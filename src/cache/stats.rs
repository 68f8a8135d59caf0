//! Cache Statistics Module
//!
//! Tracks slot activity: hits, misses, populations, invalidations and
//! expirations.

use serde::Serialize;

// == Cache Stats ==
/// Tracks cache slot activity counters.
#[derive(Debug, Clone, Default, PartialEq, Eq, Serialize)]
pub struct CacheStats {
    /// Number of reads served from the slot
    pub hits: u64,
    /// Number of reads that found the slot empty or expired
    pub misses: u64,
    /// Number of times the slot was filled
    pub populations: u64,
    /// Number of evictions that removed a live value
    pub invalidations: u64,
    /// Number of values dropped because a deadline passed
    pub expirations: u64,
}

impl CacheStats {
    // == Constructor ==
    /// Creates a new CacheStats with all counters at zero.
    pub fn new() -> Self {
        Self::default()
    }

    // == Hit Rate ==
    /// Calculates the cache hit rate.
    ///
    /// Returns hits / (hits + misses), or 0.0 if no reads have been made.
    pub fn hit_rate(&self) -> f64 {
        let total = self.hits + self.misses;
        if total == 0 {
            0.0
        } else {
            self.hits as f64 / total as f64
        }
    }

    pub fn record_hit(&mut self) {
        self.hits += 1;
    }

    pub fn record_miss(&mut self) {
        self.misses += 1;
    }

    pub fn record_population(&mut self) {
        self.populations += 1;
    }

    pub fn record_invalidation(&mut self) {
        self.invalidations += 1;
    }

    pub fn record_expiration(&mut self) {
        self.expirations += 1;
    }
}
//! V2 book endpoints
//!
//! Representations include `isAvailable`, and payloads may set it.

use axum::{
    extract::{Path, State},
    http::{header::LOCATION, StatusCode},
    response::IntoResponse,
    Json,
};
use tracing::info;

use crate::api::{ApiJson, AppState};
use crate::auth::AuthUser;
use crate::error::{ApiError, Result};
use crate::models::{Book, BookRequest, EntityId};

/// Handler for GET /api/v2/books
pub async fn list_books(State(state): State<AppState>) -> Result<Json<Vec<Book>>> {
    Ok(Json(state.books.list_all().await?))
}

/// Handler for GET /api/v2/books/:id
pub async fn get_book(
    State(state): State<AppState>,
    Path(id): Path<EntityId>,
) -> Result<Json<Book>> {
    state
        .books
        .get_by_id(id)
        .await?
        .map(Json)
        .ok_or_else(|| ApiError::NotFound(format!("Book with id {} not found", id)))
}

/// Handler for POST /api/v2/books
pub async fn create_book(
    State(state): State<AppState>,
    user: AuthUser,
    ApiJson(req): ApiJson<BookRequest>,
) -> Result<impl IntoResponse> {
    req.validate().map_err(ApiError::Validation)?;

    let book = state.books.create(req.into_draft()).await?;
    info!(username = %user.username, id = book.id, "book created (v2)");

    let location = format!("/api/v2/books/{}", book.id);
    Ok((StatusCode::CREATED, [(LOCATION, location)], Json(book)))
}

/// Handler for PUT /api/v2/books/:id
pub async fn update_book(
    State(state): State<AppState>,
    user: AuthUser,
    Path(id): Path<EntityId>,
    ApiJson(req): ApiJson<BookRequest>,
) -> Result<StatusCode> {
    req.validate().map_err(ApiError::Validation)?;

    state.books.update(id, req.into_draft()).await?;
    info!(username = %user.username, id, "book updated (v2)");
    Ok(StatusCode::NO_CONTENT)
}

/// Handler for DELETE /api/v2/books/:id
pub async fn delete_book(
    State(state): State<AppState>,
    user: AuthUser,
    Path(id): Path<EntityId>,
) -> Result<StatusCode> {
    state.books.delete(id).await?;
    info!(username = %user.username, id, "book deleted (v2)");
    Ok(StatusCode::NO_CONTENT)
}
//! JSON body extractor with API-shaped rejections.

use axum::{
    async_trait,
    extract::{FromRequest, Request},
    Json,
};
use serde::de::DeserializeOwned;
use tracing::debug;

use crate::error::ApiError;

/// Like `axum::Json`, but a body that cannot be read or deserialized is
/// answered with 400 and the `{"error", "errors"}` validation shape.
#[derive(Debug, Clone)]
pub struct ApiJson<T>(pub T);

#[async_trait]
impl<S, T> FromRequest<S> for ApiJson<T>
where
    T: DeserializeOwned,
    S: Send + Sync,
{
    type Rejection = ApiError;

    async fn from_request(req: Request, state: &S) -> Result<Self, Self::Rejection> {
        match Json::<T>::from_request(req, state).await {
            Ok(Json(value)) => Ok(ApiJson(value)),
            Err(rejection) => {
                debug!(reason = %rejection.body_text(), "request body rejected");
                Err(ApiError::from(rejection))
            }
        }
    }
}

* TO DO *
Set down every entry exactly as it appears.

* EXERCISE ANSWER *
filename src/cache/stats.rs
repository 68f8a8135d59caf0
//! Cache Statistics Module
//!
//! Tracks slot activity: hits, misses, populations, invalidations and
//! expirations.

use serde::Serialize;

// == Cache Stats ==
/// Tracks cache slot activity counters.
#[derive(Debug, Clone, Default, PartialEq, Eq, Serialize)]
pub struct CacheStats {
    /// Number of reads served from the slot
    pub hits: u64,
    /// Number of reads that found the slot empty or expired
    pub misses: u64,
    /// Number of times the slot was filled
    pub populations: u64,
    /// Number of evictions that removed a live value
    pub invalidations: u64,
    /// Number of values dropped because a deadline passed
    pub expirations: u64,
}

impl CacheStats {
    // == Constructor ==
    /// Creates a new CacheStats with all counters at zero.
    pub fn new() -> Self {
        Self::default()
    }

    // == Hit Rate ==
    /// Calculates the cache hit rate.
    ///
    /// Returns hits / (hits + misses), or 0.0 if no reads have been made.
    pub fn hit_rate(&self) -> f64 {
        let total = self.hits + self.misses;
        if total == 0 {
            0.0
        } else {
            self.hits as f64 / total as f64
        }
    }

    pub fn record_hit(&mut self) {
        self.hits += 1;
    }

    pub fn record_miss(&mut self) {
        self.misses += 1;
    }

    pub fn record_population(&mut self) {
        self.populations += 1;
    }

    pub fn record_invalidation(&mut self) {
        self.invalidations += 1;
    }

    pub fn record_expiration(&mut self) {
        self.expirations += 1;
    }
}
//! V2 book endpoints
//!
//! Representations include `isAvailable`, and payloads may set it.

use axum::{
    extract::{Path, State},
    http::{header::LOCATION, StatusCode},
    response::IntoResponse,
    Json,
};
use tracing::info;

use crate::api::{ApiJson, AppState};
use crate::auth::AuthUser;
use crate::error::{ApiError, Result};
use crate::models::{Book, BookRequest, EntityId};

/// Handler for GET /api/v2/books
pub async fn list_books(State(state): State<AppState>) -> Result<Json<Vec<Book>>> {
    Ok(Json(state.books.list_all().await?))
}

/// Handler for GET /api/v2/books/:id
pub async fn get_book(
    State(state): State<AppState>,
    Path(id): Path<EntityId>,
) -> Result<Json<Book>> {
    state
        .books
        .get_by_id(id)
        .await?
        .map(Json)
        .ok_or_else(|| ApiError::NotFound(format!("Book with id {} not found", id)))
}

/// Handler for POST /api/v2/books
pub async fn create_book(
    State(state): State<AppState>,
    user: AuthUser,
    ApiJson(req): ApiJson<BookRequest>,
) -> Result<impl IntoResponse> {
    req.validate().map_err(ApiError::Validation)?;

    let book = state.books.create(req.into_draft()).await?;
    info!(username = %user.username, id = book.id, "book created (v2)");

    let location = format!("/api/v2/books/{}", book.id);
    Ok((StatusCode::CREATED, [(LOCATION, location)], Json(book)))
}

/// Handler for PUT /api/v2/books/:id
pub async fn update_book(
    State(state): State<AppState>,
    user: AuthUser,
    Path(id): Path<EntityId>,
    ApiJson(req): ApiJson<BookRequest>,
) -> Result<StatusCode> {
    req.validate().map_err(ApiError::Validation)?;

    state.books.update(id, req.into_draft()).await?;
    info!(username = %user.username, id, "book updated (v2)");
    Ok(StatusCode::NO_CONTENT)
}

/// Handler for DELETE /api/v2/books/:id
pub async fn delete_book(
    State(state): State<AppState>,
    user: AuthUser,
    Path(id): Path<EntityId>,
) -> Result<StatusCode> {
    state.books.delete(id).await?;
    info!(username = %user.username, id, "book deleted (v2)");
    Ok(StatusCode::NO_CONTENT)
}
//! JSON body extractor with API-shaped rejections.

use axum::{
    async_trait,
    extract::{FromRequest, Request},
    Json,
};
use serde::de::DeserializeOwned;
use tracing::debug;

use crate::error::ApiError;

/// Like `axum::Json`, but a body that cannot be read or deserialized is
/// answered with 400 and the `{"error", "errors"}` validation shape.
#[derive(Debug, Clone)]
pub struct ApiJson<T>(pub T);

#[async_trait]
impl<S, T> FromRequest<S> for ApiJson<T>
where
    T: DeserializeOwned,
    S: Send + Sync,
{
    type Rejection = ApiError;

    async fn from_request(req: Request, state: &S) -> Result<Self, Self::Rejection> {
        match Json::<T>::from_request(req, state).await {
            Ok(Json(value)) => Ok(ApiJson(value)),
            Err(rejection) => {
                debug!(reason = %rejection.body_text(), "request body rejected");
                Err(ApiError::from(rejection))
            }
        }
    }
}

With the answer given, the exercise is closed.